Estraggo il portafogli e mostro a Marla la mia patente con il mio vero nome.
Non Tyler Durden.
«Ma tutti ti conoscono come Tyler Durden» dice Marla.
Tutti eccetto me.
Nessuno al lavoro mi chiama Tyler Durden. Il mio capo mi chiama con il mio nome vero.
I miei genitori sanno chi sono.
«Allora perché sei Tyler Durden per certa gente e non per tutti?» vuole sapere Marla.
La prima volta che ho visto Tyler, dormivo.
Ero stanco e fuori di me e frenetico e ogni volta che salivo su un aereo volevo che l’aereo precipitasse. Invidiavo quelli che morivano di cancro. Detestavo la mia vita. Ero stanco e stufo del mio lavoro e dei miei mobili e non vedevo un modo per cambiare la situazione.
Solo finirla.
Mi sentivo in trappola.
Ero troppo completo.
Ero troppo perfetto.
Volevo una via d’uscita dalla mia vita minuscola. Panetti di burro da porzione singola e una stretta poltrona d’aereo per quotidianità. (pp.184-185)
Quando mi addormento, non dormo davvero.
[…]
«No» dice Marla, «non dormi.»
Tyler Durden è una personalità separata che ho creato io e ora minaccia di impossessarsi della mia vita vera. (p.185)
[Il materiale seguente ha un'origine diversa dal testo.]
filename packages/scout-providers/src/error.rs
pub type Result<T, E = Error> = std::result::Result<T, E>;

#[derive(Debug, thiserror::Error)]
pub enum Error {
	#[error(transparent)]
	Reqwest(#[from] reqwest::Error),
	#[error(transparent)]
	SerdeJson(#[from] serde_json::Error),
	#[error(transparent)]
	InvalidHeaderName(#[from] reqwest::header::InvalidHeaderName),
	#[error(transparent)]
	InvalidHeaderValue(#[from] reqwest::header::InvalidHeaderValue),
	#[error("{message}")]
	InvalidConfig { message: String },
	#[error("{message}")]
	InvalidResponse { message: String },
}
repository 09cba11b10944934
use serde::Deserialize;
use serde_json::{Map, Value};

#[derive(Debug, Clone, Deserialize)]
pub struct Config {
	pub service: Service,
	pub storage: Storage,
	pub providers: Providers,
	#[serde(default)]
	pub planner: Planner,
	#[serde(default)]
	pub search: Search,
	#[serde(default)]
	pub selection: Selection,
}

#[derive(Debug, Clone, Deserialize)]
pub struct Service {
	pub http_bind: String,
	pub log_level: String,
	#[serde(default)]
	pub query_gate: QueryGate,
}

/// Front-door checks applied before a query reaches the pipeline.
#[derive(Debug, Clone, Deserialize)]
#[serde(default)]
pub struct QueryGate {
	pub min_query_chars: u32,
	/// Case-insensitive substrings that cause a query to be rejected.
	pub blocked_words: Vec<String>,
	/// Answers longer than this many characters are cut with a truncation marker.
	pub max_answer_chars: u32,
}
impl Default for QueryGate {
	fn default() -> Self {
		Self { min_query_chars: 3, blocked_words: Vec::new(), max_answer_chars: 4_000 }
	}
}

#[derive(Debug, Clone, Deserialize)]
pub struct Storage {
	pub qdrant: Qdrant,
}

#[derive(Debug, Clone, Deserialize)]
pub struct Qdrant {
	pub url: String,
	pub collection: String,
	pub vector_dim: u32,
	/// Optional. Name of the dense vector when the collection uses named vectors.
	pub vector_name: Option<String>,
}

#[derive(Debug, Clone, Deserialize)]
pub struct Providers {
	pub embedding: EmbeddingProviderConfig,
	pub llm: LlmProviderConfig,
}

#[derive(Debug, Clone, Deserialize)]
pub struct EmbeddingProviderConfig {
	pub provider_id: String,
	pub api_base: String,
	pub api_key: String,
	pub path: String,
	pub model: String,
	pub dimensions: u32,
	pub timeout_ms: u64,
	pub default_headers: Map<String, Value>,
}

#[derive(Debug, Clone, Deserialize)]
pub struct LlmProviderConfig {
	pub provider_id: String,
	pub api_base: String,
	pub api_key: String,
	pub path: String,
	pub model: String,
	pub temperature: f32,
	pub timeout_ms: u64,
	pub default_headers: Map<String, Value>,
}

#[derive(Debug, Clone, Deserialize)]
#[serde(default)]
pub struct Planner {
	pub max_attempts: u32,
	pub retry_delay_ms: u64,
}
impl Default for Planner {
	fn default() -> Self {
		Self { max_attempts: 3, retry_delay_ms: 1_000 }
	}
}

#[derive(Debug, Clone, Deserialize)]
#[serde(default)]
pub struct Search {
	pub max_results: u32,
	pub strict_k_cap: u32,
	pub strict_k_multiplier: u32,
	pub fallback_k_cap: u32,
	pub fallback_k_multiplier: u32,
}
impl Default for Search {
	fn default() -> Self {
		Self {
			max_results: 15,
			strict_k_cap: 20,
			strict_k_multiplier: 3,
			fallback_k_cap: 15,
			fallback_k_multiplier: 2,
		}
	}
}

#[derive(Debug, Clone, Deserialize)]
#[serde(default)]
pub struct Selection {
	pub skills_excerpt_chars: u32,
	pub text_excerpt_chars: u32,
}
impl Default for Selection {
	fn default() -> Self {
		Self { skills_excerpt_chars: 150, text_excerpt_chars: 300 }
	}
}
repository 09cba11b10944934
use std::error::Error;

use vergen_gitcl::{CargoBuilder, Emitter, GitclBuilder};

fn main() -> Result<(), Box<dyn Error>> {
	let cargo = CargoBuilder::all_cargo()?;
	let gitcl = GitclBuilder::all_git()?;

	Emitter::default().add_instructions(&cargo)?.add_instructions(&gitcl)?.emit()?;

	Ok(())
}
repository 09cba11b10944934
use clap::builder::{
	Styles,
	styling::{AnsiColor, Effects},
};

pub const VERSION: &str = concat!(
	env!("CARGO_PKG_VERSION"),
	"-",
	env!("VERGEN_GIT_SHA"),
	"-",
	env!("VERGEN_CARGO_TARGET_TRIPLE"),
);

pub fn styles() -> Styles {
	Styles::styled()
		.header(AnsiColor::Green.on_default() | Effects::BOLD)
		.usage(AnsiColor::Green.on_default() | Effects::BOLD)
		.literal(AnsiColor::Cyan.on_default() | Effects::BOLD)
		.placeholder(AnsiColor::Yellow.on_default())
}
mod error;
mod types;

pub use error::{Error, Result};
pub use types::{
	Config, EmbeddingProviderConfig, LlmProviderConfig, Planner, Providers, Qdrant, QueryGate,
	Search, Selection, Service, Storage,
};

use std::{fs, path::Path};

pub fn load(path: &Path) -> Result<Config> {
	let raw = fs::read_to_string(path)
		.map_err(|err| Error::ReadConfig { path: path.to_path_buf(), source: err })?;

	let mut cfg: Config = toml::from_str(&raw)
		.map_err(|err| Error::ParseConfig { path: path.to_path_buf(), source: err })?;

	normalize(&mut cfg);

	validate(&cfg)?;

	Ok(cfg)
}

pub fn validate(cfg: &Config) -> Result<()> {
	if cfg.service.http_bind.trim().is_empty() {
		return Err(Error::Validation {
			message: "service.http_bind must be non-empty.".to_string(),
		});
	}
	if cfg.service.query_gate.max_answer_chars == 0 {
		return Err(Error::Validation {
			message: "service.query_gate.max_answer_chars must be greater than zero.".to_string(),
		});
	}
	if cfg.storage.qdrant.collection.trim().is_empty() {
		return Err(Error::Validation {
			message: "storage.qdrant.collection must be non-empty.".to_string(),
		});
	}
	if cfg.providers.embedding.dimensions == 0 {
		return Err(Error::Validation {
			message: "providers.embedding.dimensions must be greater than zero.".to_string(),
		});
	}
	if cfg.providers.embedding.dimensions != cfg.storage.qdrant.vector_dim {
		return Err(Error::Validation {
			message: "providers.embedding.dimensions must match storage.qdrant.vector_dim."
				.to_string(),
		});
	}
	if !cfg.providers.llm.temperature.is_finite() {
		return Err(Error::Validation {
			message: "providers.llm.temperature must be a finite number.".to_string(),
		});
	}
	if !(0.0..=2.0).contains(&cfg.providers.llm.temperature) {
		return Err(Error::Validation {
			message: "providers.llm.temperature must be in the range 0.0-2.0.".to_string(),
		});
	}

	for (label, key) in
		[("embedding", &cfg.providers.embedding.api_key), ("llm", &cfg.providers.llm.api_key)]
	{
		if key.trim().is_empty() {
			return Err(Error::Validation {
				message: format!("Provider {label} api_key must be non-empty."),
			});
		}
	}

	if cfg.planner.max_attempts == 0 {
		return Err(Error::Validation {
			message: "planner.max_attempts must be greater than zero.".to_string(),
		});
	}

	for (label, value) in [
		("search.max_results", cfg.search.max_results),
		("search.strict_k_cap", cfg.search.strict_k_cap),
		("search.strict_k_multiplier", cfg.search.strict_k_multiplier),
		("search.fallback_k_cap", cfg.search.fallback_k_cap),
		("search.fallback_k_multiplier", cfg.search.fallback_k_multiplier),
		("selection.skills_excerpt_chars", cfg.selection.skills_excerpt_chars),
		("selection.text_excerpt_chars", cfg.selection.text_excerpt_chars),
	] {
		if value == 0 {
			return Err(Error::Validation {
				message: format!("{label} must be greater than zero."),
			});
		}
	}

	Ok(())
}

fn normalize(cfg: &mut Config) {
	if cfg.storage.qdrant.vector_name.as_deref().map(|name| name.trim().is_empty()).unwrap_or(false)
	{
		cfg.storage.qdrant.vector_name = None;
	}

	cfg.service.query_gate.blocked_words = cfg
		.service
		.query_gate
		.blocked_words
		.iter()
		.map(|word| word.trim().to_lowercase())
		.filter(|word| !word.is_empty())
		.collect();
}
Dove voglio arrivare io, le dico, è che io mi addormento e Tyler se ne scappa con il mio corpo e la mia faccia pestata a commettere qualche crimine. Il giorno dopo mi sveglio stanco morto e tutto ammaccato e sono sicuro di non aver dormito affatto.
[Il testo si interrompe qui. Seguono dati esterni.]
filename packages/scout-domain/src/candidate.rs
use serde::{Deserialize, Serialize};

/// One nearest-neighbor hit as returned by the vector store, best match first.
#[derive(Debug, Clone, Default, PartialEq, Eq, Serialize, Deserialize)]
pub struct StoreHit {
	pub id: String,
	pub url: String,
	pub position: String,
	pub location: String,
	pub experience_months: u32,
	/// Comma-joined skills as stored; may carry mixed case.
	pub skills: String,
	pub document: String,
}

#[derive(Debug, Clone, PartialEq, Eq, Serialize, Deserialize)]
pub struct Candidate {
	pub id: String,
	pub url: String,
	pub position: String,
	pub location: String,
	pub experience_months: u32,
	pub skills: String,
	pub text: String,
}
impl Candidate {
	/// Returns `None` for hits without an id since they cannot be deduplicated.
	pub fn from_hit(hit: StoreHit) -> Option<Self> {
		let id = hit.id.trim();

		if id.is_empty() {
			return None;
		}

		Some(Self {
			id: id.to_string(),
			url: hit.url.trim().to_string(),
			position: hit.position,
			location: hit.location,
			experience_months: hit.experience_months,
			skills: hit.skills.to_lowercase(),
			text: hit.document,
		})
	}

	pub fn experience_years(&self) -> u32 {
		self.experience_months / 12
	}
}
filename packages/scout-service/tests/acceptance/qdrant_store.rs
use std::sync::Arc;

use scout_domain::filter::{FilterField, Predicate, SoftSkillSet, StoreFilter};
use scout_service::{Providers, ScoutService};
use scout_storage::{VectorStore, qdrant::QdrantStore};
use scout_testkit::{KeywordEmbedding, ScriptedCompletion, TestCollection};

#[tokio::test]
#[ignore = "Requires external Qdrant. Set SCOUT_QDRANT_URL to run."]
async fn qdrant_store_applies_filters_and_counts() {
	let Some(url) = scout_testkit::env_qdrant_url() else {
		eprintln!("Skipping qdrant_store_applies_filters_and_counts; set SCOUT_QDRANT_URL.");

		return;
	};
	let embedding = KeywordEmbedding::new(super::VOCABULARY);
	let collection =
		TestCollection::new(&url, embedding.dim()).await.expect("Failed to create collection.");
	let profiles = super::hiring_pool()
		.into_iter()
		.map(|hit| {
			let vector = embedding.vector(&format!("{} {} {}", hit.position, hit.skills, hit.document));

			(hit, vector)
		})
		.collect::<Vec<_>>();

	collection.seed(&profiles).await.expect("Failed to seed collection.");

	let store = Arc::new(QdrantStore::new(&collection.config()).expect("Failed to build store."));

	assert_eq!(store.count().await.expect("Count failed."), 5);

	let mut cfg = scout_testkit::test_config(embedding.dim());

	cfg.storage.qdrant = collection.config();

	let service = ScoutService::with_providers(
		cfg,
		store,
		Providers::new(Arc::new(embedding), Arc::new(ScriptedCompletion::new(vec![]))),
	);
	let filter = StoreFilter::and(vec![
		Predicate::Eq { field: FilterField::Location, value: "москва".to_string() },
		Predicate::Gte { field: FilterField::ExperienceMonths, value: 36 },
	]);
	let retrieval = service
		.retrieve(&["React developer".to_string()], &filter, &SoftSkillSet::new(["react"]), 15)
		.await;
	let mut ids: Vec<&str> = retrieval.candidates.iter().map(|c| c.id.as_str()).collect();

	ids.sort_unstable();

	assert_eq!(ids, vec!["r-1", "r-2", "r-3"]);
	assert_eq!(retrieval.strict_count, 2);

	collection.cleanup().await.expect("Failed to clean up collection.");
}
use std::{thread, time::Duration};

use qdrant_client::{
	Payload, Qdrant,
	qdrant::{CreateCollectionBuilder, Distance, PointStruct, UpsertPointsBuilder, VectorParamsBuilder},
};
use tokio::{runtime::Builder, time};
use uuid::Uuid;

use scout_domain::candidate::StoreHit;

use crate::{Error, Result};

/// Throwaway Qdrant collection, dropped when the value goes out of scope.
pub struct TestCollection {
	client: Qdrant,
	url: String,
	name: String,
	vector_dim: u32,
	cleaned: bool,
}
impl TestCollection {
	pub async fn new(qdrant_url: &str, vector_dim: u32) -> Result<Self> {
		let client = Qdrant::from_url(qdrant_url)
			.build()
			.map_err(|err| Error::Message(format!("Failed to build Qdrant client: {err}.")))?;
		let name = format!("scout_test_{}", Uuid::new_v4().simple());
		let builder = CreateCollectionBuilder::new(name.clone())
			.vectors_config(VectorParamsBuilder::new(vector_dim.into(), Distance::Dot));

		time::timeout(Duration::from_secs(10), client.create_collection(builder))
			.await
			.map_err(|_| Error::Message("Qdrant create_collection timed out.".to_string()))??;

		Ok(Self { client, url: qdrant_url.to_string(), name, vector_dim, cleaned: false })
	}

	pub fn name(&self) -> &str {
		&self.name
	}

	pub fn config(&self) -> scout_config::Qdrant {
		scout_config::Qdrant {
			url: self.url.clone(),
			collection: self.name.clone(),
			vector_dim: self.vector_dim,
			vector_name: None,
		}
	}

	/// Writes profiles with the payload layout the store reads back.
	pub async fn seed(&self, profiles: &[(StoreHit, Vec<f32>)]) -> Result<()> {
		let mut points = Vec::with_capacity(profiles.len());

		for (index, (hit, vector)) in profiles.iter().enumerate() {
			let mut payload = Payload::new();

			payload.insert("id", hit.id.clone());
			payload.insert("url", hit.url.clone());
			payload.insert("desired_position", hit.position.clone());
			payload.insert("location", hit.location.clone());
			payload.insert("total_experience_months", i64::from(hit.experience_months));
			payload.insert("all_skills", hit.skills.clone());
			payload.insert("document", hit.document.clone());

			points.push(PointStruct::new(index as u64 + 1, vector.clone(), payload));
		}

		self.client
			.upsert_points(UpsertPointsBuilder::new(self.name.clone(), points).wait(true))
			.await?;

		Ok(())
	}

	pub async fn cleanup(mut self) -> Result<()> {
		self.cleanup_inner().await
	}

	async fn cleanup_inner(&mut self) -> Result<()> {
		if self.cleaned {
			return Ok(());
		}

		time::timeout(Duration::from_secs(10), self.client.delete_collection(self.name.clone()))
			.await
			.map_err(|_| Error::Message("Qdrant delete_collection timed out.".to_string()))??;

		self.cleaned = true;

		Ok(())
	}
}
impl Drop for TestCollection {
	fn drop(&mut self) {
		if self.cleaned {
			return;
		}

		let url = self.url.clone();
		let name = self.name.clone();
		let cleanup_thread = thread::spawn(move || {
			let runtime = match Builder::new_current_thread().enable_all().build() {
				Ok(runtime) => runtime,
				Err(err) => {
					eprintln!("Test collection cleanup failed: {err}.");

					return;
				},
			};
			let result = runtime.block_on(async {
				let client = Qdrant::from_url(&url).build()?;

				client.delete_collection(name.clone()).await?;

				Ok::<(), qdrant_client::QdrantError>(())
			});

			if let Err(err) = result {
				eprintln!("Test collection cleanup failed for {name:?}: {err}.");
			}
		});
		let _ = cleanup_thread.join();
	}
}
La sera dopo vado a letto più presto.
La sera dopo Tyler ha il sopravvento per qualche ora in più.
Ogni sera che vado a letto prima Tyler ha più tempo a disposizione.
«Ma tu sei Tyler» dice Marla.
No.
No, non lo sono.
Io amo ogni cosa di Tyler, il suo coraggio e la sua astuzia. Il suo fegato. Tyler è divertente e spiritoso e forte e indipendente e gli altri uomini lo ammirano e aspettano che cambi il loro mondo. Tyler è abile e libero e io non lo sono.
Io non sono Tyler Durden.
«Ma lo sei, Tyler» dice Marla.
Io e Tyler dividiamo lo stesso corpo e fino a poco fa io non lo sapevo. Tutte le volte che Tyler faceva l’amore con Marla, io dormivo. Tyler camminava e parlava mentre io pensavo di dormire.
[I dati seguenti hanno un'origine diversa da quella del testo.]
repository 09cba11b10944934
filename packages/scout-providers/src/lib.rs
pub mod completion;
pub mod embedding;

mod error;

pub use error::{Error, Result};

use std::{future::Future, pin::Pin};

use reqwest::header::{AUTHORIZATION, HeaderMap, HeaderName};
use serde_json::{Map, Value};

use scout_config::{EmbeddingProviderConfig, LlmProviderConfig};

pub type BoxFuture<'a, T> = Pin<Box<dyn Future<Output = T> + Send + 'a>>;

pub trait EmbeddingProvider
where
	Self: Send + Sync,
{
	fn embed<'a>(
		&'a self,
		cfg: &'a EmbeddingProviderConfig,
		texts: &'a [String],
	) -> BoxFuture<'a, Result<Vec<Vec<f32>>>>;
}

/// Chat completion returning the assistant's text.
pub trait CompletionProvider
where
	Self: Send + Sync,
{
	fn complete<'a>(
		&'a self,
		cfg: &'a LlmProviderConfig,
		messages: &'a [Value],
	) -> BoxFuture<'a, Result<String>>;
}

/// Talks to OpenAI-compatible HTTP endpoints.
#[derive(Debug, Clone, Copy, Default)]
pub struct HttpProviders;
impl EmbeddingProvider for HttpProviders {
	fn embed<'a>(
		&'a self,
		cfg: &'a EmbeddingProviderConfig,
		texts: &'a [String],
	) -> BoxFuture<'a, Result<Vec<Vec<f32>>>> {
		Box::pin(embedding::embed(cfg, texts))
	}
}
impl CompletionProvider for HttpProviders {
	fn complete<'a>(
		&'a self,
		cfg: &'a LlmProviderConfig,
		messages: &'a [Value],
	) -> BoxFuture<'a, Result<String>> {
		Box::pin(completion::complete(cfg, messages))
	}
}

pub fn auth_headers(api_key: &str, default_headers: &Map<String, Value>) -> Result<HeaderMap> {
	let mut headers = HeaderMap::new();

	headers.insert(AUTHORIZATION, format!("Bearer {api_key}").parse()?);

	for (key, value) in default_headers {
		let Some(raw) = value.as_str() else {
			return Err(Error::InvalidConfig {
				message: format!("Default header {key} must be a string."),
			});
		};

		headers.insert(HeaderName::from_bytes(key.as_bytes())?, raw.parse()?);
	}

	Ok(headers)
}

pub fn system_and_user(system: &str, user: &str) -> Vec<Value> {
	vec![
		serde_json::json!({ "role": "system", "content": system }),
		serde_json::json!({ "role": "user", "content": user }),
	]
}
Tutti quelli del fighi club e del Progetto Caos mi conoscevano come Tyler Durden.
E se fossi andato a dormire prima ogni sera e avessi dormito più a lungo ogni mattina, alla fine sarei scomparso del tutto. (p.186)
«Allora» chiede Marla, «anche se dovessi credere a tutta questa storia, che cosa vuoi da me?»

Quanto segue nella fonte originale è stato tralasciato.